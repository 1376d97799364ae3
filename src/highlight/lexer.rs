use crate::foundation::error::MorphResult;
use crate::highlight::{HighlightNode, Highlighter};

const RUST_KEYWORDS: &[&str] = &[
    "as", "async", "await", "break", "const", "continue", "crate", "dyn", "else", "enum", "extern",
    "false", "fn", "for", "if", "impl", "in", "let", "loop", "match", "mod", "move", "mut", "pub",
    "ref", "return", "self", "Self", "static", "struct", "super", "trait", "true", "type",
    "unsafe", "use", "where", "while",
];

const JS_KEYWORDS: &[&str] = &[
    "async", "await", "break", "case", "catch", "class", "const", "continue", "default", "delete",
    "do", "else", "export", "extends", "false", "finally", "for", "from", "function", "if",
    "import", "in", "instanceof", "let", "new", "null", "of", "return", "static", "super",
    "switch", "this", "throw", "true", "try", "typeof", "undefined", "var", "void", "while",
    "yield",
];

const TS_EXTRA_KEYWORDS: &[&str] = &[
    "abstract",
    "any",
    "as",
    "boolean",
    "declare",
    "enum",
    "implements",
    "interface",
    "keyof",
    "namespace",
    "never",
    "number",
    "private",
    "protected",
    "public",
    "readonly",
    "string",
    "type",
    "unknown",
];

const PYTHON_KEYWORDS: &[&str] = &[
    "and", "as", "assert", "async", "await", "break", "class", "continue", "def", "del", "elif",
    "else", "except", "False", "finally", "for", "from", "global", "if", "import", "in", "is",
    "lambda", "None", "nonlocal", "not", "or", "pass", "raise", "return", "True", "try", "while",
    "with", "yield",
];

const GO_KEYWORDS: &[&str] = &[
    "break", "case", "chan", "const", "continue", "default", "defer", "else", "fallthrough",
    "for", "func", "go", "goto", "if", "import", "interface", "map", "nil", "package", "range",
    "return", "select", "struct", "switch", "type", "var", "true", "false",
];

const JSON_KEYWORDS: &[&str] = &["true", "false", "null"];

#[derive(Clone, Copy, Debug)]
struct LanguageDef {
    keywords: &'static [&'static str],
    extra_keywords: &'static [&'static str],
    line_comment: &'static str,
    block_comments: bool,
    backtick_strings: bool,
    char_literals: bool,
    property_keys: bool,
}

fn language_def(language: &str) -> Option<LanguageDef> {
    let base = LanguageDef {
        keywords: &[],
        extra_keywords: &[],
        line_comment: "//",
        block_comments: true,
        backtick_strings: false,
        char_literals: false,
        property_keys: false,
    };
    let def = match language.trim().to_ascii_lowercase().as_str() {
        "rust" | "rs" => LanguageDef {
            keywords: RUST_KEYWORDS,
            char_literals: true,
            ..base
        },
        "javascript" | "js" | "jsx" => LanguageDef {
            keywords: JS_KEYWORDS,
            backtick_strings: true,
            ..base
        },
        "typescript" | "ts" | "tsx" => LanguageDef {
            keywords: JS_KEYWORDS,
            extra_keywords: TS_EXTRA_KEYWORDS,
            backtick_strings: true,
            ..base
        },
        "python" | "py" => LanguageDef {
            keywords: PYTHON_KEYWORDS,
            line_comment: "#",
            block_comments: false,
            ..base
        },
        "go" | "golang" => LanguageDef {
            keywords: GO_KEYWORDS,
            backtick_strings: true,
            ..base
        },
        "json" => LanguageDef {
            keywords: JSON_KEYWORDS,
            line_comment: "",
            block_comments: false,
            property_keys: true,
            ..base
        },
        _ => return None,
    };
    Some(def)
}

/// Small single-pass lexer covering common languages.
///
/// Classes: `keyword`, `string` (with nested `escape`), `number`, `comment`, `punctuation`,
/// `function`, `type`, `property`. Whitespace and plain identifiers are left untagged.
#[derive(Clone, Copy, Debug, Default)]
pub struct LexicalHighlighter;

impl LexicalHighlighter {
    /// Return `true` when `language` has a built-in definition.
    pub fn supports(language: &str) -> bool {
        language_def(language).is_some()
    }
}

impl Highlighter for LexicalHighlighter {
    fn highlight(&self, code: &str, language: &str) -> MorphResult<Option<Vec<HighlightNode>>> {
        Ok(language_def(language).map(|def| Lexer::new(code, def).run()))
    }
}

struct Lexer<'a> {
    src: &'a str,
    pos: usize,
    def: LanguageDef,
    out: Vec<HighlightNode>,
    plain: String,
}

impl<'a> Lexer<'a> {
    fn new(src: &'a str, def: LanguageDef) -> Self {
        Self {
            src,
            pos: 0,
            def,
            out: Vec::new(),
            plain: String::new(),
        }
    }

    fn rest(&self) -> &'a str {
        &self.src[self.pos..]
    }

    fn peek(&self) -> Option<char> {
        self.rest().chars().next()
    }

    fn flush_plain(&mut self) {
        if !self.plain.is_empty() {
            self.out
                .push(HighlightNode::Text(std::mem::take(&mut self.plain)));
        }
    }

    fn emit(&mut self, node: HighlightNode) {
        self.flush_plain();
        self.out.push(node);
    }

    fn take_while(&mut self, mut f: impl FnMut(char) -> bool) -> &'a str {
        let start = self.pos;
        while let Some(c) = self.peek() {
            if !f(c) {
                break;
            }
            self.pos += c.len_utf8();
        }
        &self.src[start..self.pos]
    }

    fn run(mut self) -> Vec<HighlightNode> {
        while let Some(c) = self.peek() {
            let rest = self.rest();
            if !self.def.line_comment.is_empty() && rest.starts_with(self.def.line_comment) {
                let text = self.take_while(|c| c != '\n');
                self.emit(HighlightNode::span("comment", text));
            } else if self.def.block_comments && rest.starts_with("/*") {
                let end = rest[2..].find("*/").map_or(rest.len(), |i| i + 4);
                let text = &rest[..end];
                self.pos += end;
                self.emit(HighlightNode::span("comment", text));
            } else if c == '"' || (c == '`' && self.def.backtick_strings) {
                self.string(c);
            } else if c == '\'' {
                self.single_quote();
            } else if c.is_ascii_digit() {
                let text = self.take_while(|c| c.is_ascii_alphanumeric() || c == '.' || c == '_');
                self.emit(HighlightNode::span("number", text));
            } else if c.is_alphabetic() || c == '_' {
                let word = self.take_while(|c| c.is_alphanumeric() || c == '_');
                self.word(word);
            } else if c.is_whitespace() {
                let ws = self.take_while(char::is_whitespace);
                self.plain.push_str(ws);
            } else {
                self.pos += c.len_utf8();
                self.emit(HighlightNode::span("punctuation", c.to_string()));
            }
        }
        self.flush_plain();
        self.out
    }

    fn word(&mut self, word: &str) {
        if self.def.keywords.contains(&word) || self.def.extra_keywords.contains(&word) {
            self.emit(HighlightNode::span("keyword", word));
        } else if self.rest().trim_start_matches([' ', '\t']).starts_with('(') {
            self.emit(HighlightNode::span("function", word));
        } else if word.chars().next().is_some_and(char::is_uppercase) {
            self.emit(HighlightNode::span("type", word));
        } else {
            self.plain.push_str(word);
        }
    }

    /// Quoted string with nested `escape` spans. Unterminated strings run to end of line.
    fn string(&mut self, quote: char) {
        let mut children = Vec::new();
        let mut buf = String::new();
        buf.push(quote);
        self.pos += quote.len_utf8();
        while let Some(c) = self.peek() {
            if c == '\\' {
                if !buf.is_empty() {
                    children.push(HighlightNode::Text(std::mem::take(&mut buf)));
                }
                let start = self.pos;
                self.pos += 1;
                if let Some(next) = self.peek() {
                    self.pos += next.len_utf8();
                }
                children.push(HighlightNode::span("escape", &self.src[start..self.pos]));
                continue;
            }
            if c == '\n' && quote != '`' {
                break;
            }
            self.pos += c.len_utf8();
            buf.push(c);
            if c == quote {
                break;
            }
        }
        if !buf.is_empty() {
            children.push(HighlightNode::Text(buf));
        }

        let class = if self.def.property_keys
            && self.rest().trim_start_matches([' ', '\t']).starts_with(':')
        {
            "property"
        } else {
            "string"
        };
        self.emit(HighlightNode::Element {
            class: class.to_string(),
            children,
        });
    }

    /// `'` opens a string, a char literal, or (in Rust) a lifetime.
    fn single_quote(&mut self) {
        if !self.def.char_literals {
            self.string('\'');
            return;
        }
        let rest = self.rest();
        let mut chars = rest.char_indices().skip(1);
        let is_char_literal = match (chars.next(), chars.next()) {
            (Some((_, '\\')), _) => true,
            (Some(_), Some((_, '\''))) => true,
            _ => false,
        };
        if is_char_literal {
            self.string('\'');
        } else {
            self.pos += 1;
            let name = self.take_while(|c| c.is_alphanumeric() || c == '_');
            self.emit(HighlightNode::span("type", format!("'{name}")));
        }
    }
}

#[cfg(test)]
#[path = "../../tests/unit/highlight/lexer.rs"]
mod tests;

*WHAT THIS TASK INVOLVES*:
Looking at the listing above, tally the lines containing "pass" and give only that tally.

*ANSWER BELOW*:
2